[Saved entries]
● ● ● ●

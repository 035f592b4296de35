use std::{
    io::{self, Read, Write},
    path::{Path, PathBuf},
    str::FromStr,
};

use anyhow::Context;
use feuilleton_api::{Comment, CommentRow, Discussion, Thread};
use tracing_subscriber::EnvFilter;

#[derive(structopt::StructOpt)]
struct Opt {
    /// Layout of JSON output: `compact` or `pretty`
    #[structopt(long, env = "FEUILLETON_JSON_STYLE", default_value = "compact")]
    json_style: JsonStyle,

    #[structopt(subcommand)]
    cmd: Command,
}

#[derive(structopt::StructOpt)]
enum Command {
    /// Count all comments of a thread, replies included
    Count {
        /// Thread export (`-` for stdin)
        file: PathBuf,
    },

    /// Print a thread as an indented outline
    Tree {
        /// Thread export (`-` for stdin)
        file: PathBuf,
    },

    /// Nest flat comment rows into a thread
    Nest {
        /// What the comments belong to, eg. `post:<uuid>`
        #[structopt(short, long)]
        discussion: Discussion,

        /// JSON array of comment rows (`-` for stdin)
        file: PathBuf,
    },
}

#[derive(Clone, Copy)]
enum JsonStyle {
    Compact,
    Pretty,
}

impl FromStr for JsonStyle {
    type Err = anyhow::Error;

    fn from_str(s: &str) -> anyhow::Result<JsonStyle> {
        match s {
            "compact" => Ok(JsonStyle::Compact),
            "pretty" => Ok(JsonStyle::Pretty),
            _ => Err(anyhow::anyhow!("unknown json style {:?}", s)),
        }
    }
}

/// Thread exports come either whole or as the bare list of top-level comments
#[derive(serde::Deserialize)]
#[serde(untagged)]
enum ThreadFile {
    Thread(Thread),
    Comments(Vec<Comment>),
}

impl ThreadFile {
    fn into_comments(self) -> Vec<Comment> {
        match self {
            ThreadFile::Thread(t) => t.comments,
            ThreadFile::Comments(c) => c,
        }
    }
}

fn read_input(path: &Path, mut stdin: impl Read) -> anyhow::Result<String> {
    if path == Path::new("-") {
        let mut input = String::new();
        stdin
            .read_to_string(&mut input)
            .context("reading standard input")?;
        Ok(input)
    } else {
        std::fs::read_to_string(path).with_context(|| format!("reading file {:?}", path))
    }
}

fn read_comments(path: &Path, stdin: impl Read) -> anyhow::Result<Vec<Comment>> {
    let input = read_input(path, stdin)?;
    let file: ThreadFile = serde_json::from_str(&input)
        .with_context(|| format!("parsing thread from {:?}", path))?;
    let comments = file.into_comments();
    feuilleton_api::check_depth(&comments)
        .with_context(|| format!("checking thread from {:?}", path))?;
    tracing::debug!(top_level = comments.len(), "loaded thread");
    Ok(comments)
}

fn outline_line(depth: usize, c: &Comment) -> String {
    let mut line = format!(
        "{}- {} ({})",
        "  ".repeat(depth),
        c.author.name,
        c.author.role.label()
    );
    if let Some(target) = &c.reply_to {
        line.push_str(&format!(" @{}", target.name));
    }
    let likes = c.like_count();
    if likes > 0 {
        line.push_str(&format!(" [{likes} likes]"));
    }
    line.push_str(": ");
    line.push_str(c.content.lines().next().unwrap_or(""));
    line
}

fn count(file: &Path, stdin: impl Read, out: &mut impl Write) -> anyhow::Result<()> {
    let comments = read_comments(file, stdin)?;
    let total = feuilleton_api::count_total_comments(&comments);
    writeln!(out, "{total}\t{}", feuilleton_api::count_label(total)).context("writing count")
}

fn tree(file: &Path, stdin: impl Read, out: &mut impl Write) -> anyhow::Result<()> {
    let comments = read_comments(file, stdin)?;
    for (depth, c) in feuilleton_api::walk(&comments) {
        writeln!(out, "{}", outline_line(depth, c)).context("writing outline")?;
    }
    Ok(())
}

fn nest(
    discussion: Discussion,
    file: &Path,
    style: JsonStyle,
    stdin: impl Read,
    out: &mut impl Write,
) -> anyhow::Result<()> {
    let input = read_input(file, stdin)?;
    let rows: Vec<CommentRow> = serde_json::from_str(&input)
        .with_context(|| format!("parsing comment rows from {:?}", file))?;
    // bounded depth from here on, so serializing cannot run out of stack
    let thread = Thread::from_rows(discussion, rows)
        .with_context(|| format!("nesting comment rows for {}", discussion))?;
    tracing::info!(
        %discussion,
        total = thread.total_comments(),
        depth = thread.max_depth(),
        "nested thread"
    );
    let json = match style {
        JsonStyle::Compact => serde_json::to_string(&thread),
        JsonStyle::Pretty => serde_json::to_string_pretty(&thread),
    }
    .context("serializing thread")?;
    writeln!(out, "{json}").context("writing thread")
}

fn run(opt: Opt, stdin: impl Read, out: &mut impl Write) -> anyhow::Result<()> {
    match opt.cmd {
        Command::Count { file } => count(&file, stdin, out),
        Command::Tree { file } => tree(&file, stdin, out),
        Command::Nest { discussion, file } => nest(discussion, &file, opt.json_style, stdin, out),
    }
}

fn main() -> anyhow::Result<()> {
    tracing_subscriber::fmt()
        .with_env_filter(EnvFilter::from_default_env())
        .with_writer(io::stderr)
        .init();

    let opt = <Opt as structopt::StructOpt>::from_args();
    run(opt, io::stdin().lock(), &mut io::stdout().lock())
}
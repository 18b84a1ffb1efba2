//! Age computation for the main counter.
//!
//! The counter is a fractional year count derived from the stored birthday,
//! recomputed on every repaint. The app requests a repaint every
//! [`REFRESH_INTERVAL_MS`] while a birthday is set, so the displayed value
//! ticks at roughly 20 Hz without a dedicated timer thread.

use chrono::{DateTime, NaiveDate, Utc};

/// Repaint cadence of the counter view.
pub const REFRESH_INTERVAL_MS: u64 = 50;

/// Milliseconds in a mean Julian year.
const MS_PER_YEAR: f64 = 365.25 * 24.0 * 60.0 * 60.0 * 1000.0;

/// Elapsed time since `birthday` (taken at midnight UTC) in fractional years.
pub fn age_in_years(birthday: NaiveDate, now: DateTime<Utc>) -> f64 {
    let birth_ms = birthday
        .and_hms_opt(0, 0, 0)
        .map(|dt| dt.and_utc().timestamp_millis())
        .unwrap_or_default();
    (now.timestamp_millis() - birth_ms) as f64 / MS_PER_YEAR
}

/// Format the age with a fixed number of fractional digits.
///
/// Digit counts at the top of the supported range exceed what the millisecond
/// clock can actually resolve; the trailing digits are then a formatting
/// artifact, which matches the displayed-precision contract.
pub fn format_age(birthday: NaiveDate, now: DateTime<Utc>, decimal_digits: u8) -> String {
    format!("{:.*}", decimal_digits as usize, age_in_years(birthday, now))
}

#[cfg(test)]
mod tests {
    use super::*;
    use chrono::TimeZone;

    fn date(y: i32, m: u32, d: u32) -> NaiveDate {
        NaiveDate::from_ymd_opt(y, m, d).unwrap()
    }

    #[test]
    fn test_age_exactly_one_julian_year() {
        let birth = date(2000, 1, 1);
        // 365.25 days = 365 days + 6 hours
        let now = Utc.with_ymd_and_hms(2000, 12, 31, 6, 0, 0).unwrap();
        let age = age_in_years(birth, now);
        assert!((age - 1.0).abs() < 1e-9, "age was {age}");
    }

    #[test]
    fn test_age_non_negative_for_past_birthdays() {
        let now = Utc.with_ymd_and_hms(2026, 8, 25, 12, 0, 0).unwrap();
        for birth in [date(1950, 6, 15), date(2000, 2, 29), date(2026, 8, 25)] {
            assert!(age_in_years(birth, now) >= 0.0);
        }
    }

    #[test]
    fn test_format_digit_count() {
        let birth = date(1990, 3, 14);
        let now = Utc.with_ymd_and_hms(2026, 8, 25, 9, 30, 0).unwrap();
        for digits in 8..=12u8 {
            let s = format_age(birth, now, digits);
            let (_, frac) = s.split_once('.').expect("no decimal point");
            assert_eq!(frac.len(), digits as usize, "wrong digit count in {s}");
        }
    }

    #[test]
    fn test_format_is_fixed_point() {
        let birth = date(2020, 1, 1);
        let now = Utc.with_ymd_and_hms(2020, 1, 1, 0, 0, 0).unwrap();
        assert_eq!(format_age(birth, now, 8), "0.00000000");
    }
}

● ● ● ●

→ **Work to be completed**: All lines that contain the word "ThreadFile" must be copied from the records above.

→ **Answer to this task**:
enum ThreadFile {
impl ThreadFile {
            ThreadFile::Thread(t) => t.comments,
            ThreadFile::Comments(c) => c,
    let file: ThreadFile = serde_json::from_str(&input)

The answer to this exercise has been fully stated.